> [ASSIGNED TASK] Filter the records below and copy every line containing the word "InternalServerError".

Source records
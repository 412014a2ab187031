use hearth::http::response::{Response, ResponseBuilder, StatusCode};
use hearth::http::writer::{serialize_response, ResponseSink, ResponseWriter};

#[test]
fn test_status_code_as_u16() {
    assert_eq!(StatusCode::Ok.as_u16(), 200);
    assert_eq!(StatusCode::NotFound.as_u16(), 404);
    assert_eq!(StatusCode::PayloadTooLarge.as_u16(), 413);
    assert_eq!(StatusCode::InternalServerError.as_u16(), 500);
}

#[test]
fn test_status_code_reason_phrase() {
    assert_eq!(StatusCode::Ok.reason_phrase(), "OK");
    assert_eq!(StatusCode::NotFound.reason_phrase(), "Not Found");
    assert_eq!(StatusCode::PayloadTooLarge.reason_phrase(), "Payload Too Large");
    assert_eq!(
        StatusCode::InternalServerError.reason_phrase(),
        "Internal Server Error"
    );
}

#[test]
fn test_response_builder_with_headers() {
    let response = ResponseBuilder::new(StatusCode::Ok)
        .header("Content-Type", "text/plain")
        .header("X-Custom", "value")
        .body(b"test".to_vec())
        .build();

    assert_eq!(response.header("Content-Type"), Some("text/plain"));
    assert_eq!(response.header("x-custom"), Some("value"));
    assert_eq!(response.header("Content-Length"), Some("4"));
}

#[test]
fn test_response_builder_replaces_header_in_place() {
    let response = ResponseBuilder::new(StatusCode::Ok)
        .header("Content-Type", "text/plain")
        .header("X-Custom", "one")
        .header("content-type", "text/html")
        .build();

    assert_eq!(response.headers.len(), 3);
    assert_eq!(response.headers[0].1, "text/html");
}

#[test]
fn test_response_content_length_always_matches_body() {
    let response = ResponseBuilder::new(StatusCode::Ok)
        .header("Content-Length", "999")
        .body(b"abc".to_vec())
        .build();

    assert_eq!(response.header("Content-Length"), Some("3"));
}

#[test]
fn test_not_found_framing_is_exact() {
    let bytes = serialize_response(&Response::not_found());

    assert_eq!(
        bytes,
        b"HTTP/1.1 404 Not Found\r\nContent-Length: 0\r\nConnection: close\r\n\r\n".to_vec()
    );
}

#[test]
fn test_static_content_framing() {
    let bytes = serialize_response(&Response::content("text/html", b"<p>hi</p>".to_vec()));

    assert_eq!(
        String::from_utf8(bytes).unwrap(),
        "HTTP/1.1 200 OK\r\nContent-Type: text/html\r\nContent-Length: 9\r\n\r\n<p>hi</p>"
    );
}

#[test]
fn test_internal_error_has_empty_body() {
    let response = Response::internal_error();

    assert_eq!(response.status, StatusCode::InternalServerError);
    assert!(response.body.is_empty());
    assert_eq!(response.header("Connection"), Some("close"));
}

#[test]
fn test_response_sink_collects_writes() {
    use std::io::Write;

    let mut sink = ResponseSink::new();
    assert!(sink.is_empty());

    sink.write_all(b"HTTP/1.1 200 OK\r\n").unwrap();
    sink.write_all(b"Content-Length: 0\r\n\r\n").unwrap();

    assert_eq!(
        sink.into_bytes(),
        b"HTTP/1.1 200 OK\r\nContent-Length: 0\r\n\r\n".to_vec()
    );
}

#[test]
fn test_response_sink_send_serializes() {
    let mut sink = ResponseSink::new();
    sink.send(&Response::ok("x"));

    assert_eq!(sink.into_bytes(), serialize_response(&Response::ok("x")));
}

#[tokio::test]
async fn test_response_writer_writes_everything() {
    let mut out: Vec<u8> = Vec::new();
    let mut writer = ResponseWriter::new(&Response::ok("hello"));

    writer.write_to_stream(&mut out).await.unwrap();

    assert!(out.starts_with(b"HTTP/1.1 200 OK\r\n"));
    assert!(out.ends_with(b"\r\n\r\nhello"));
}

> [TASK ANSWER]
    assert_eq!(StatusCode::InternalServerError.as_u16(), 500);
        StatusCode::InternalServerError.reason_phrase(),
    assert_eq!(response.status, StatusCode::InternalServerError);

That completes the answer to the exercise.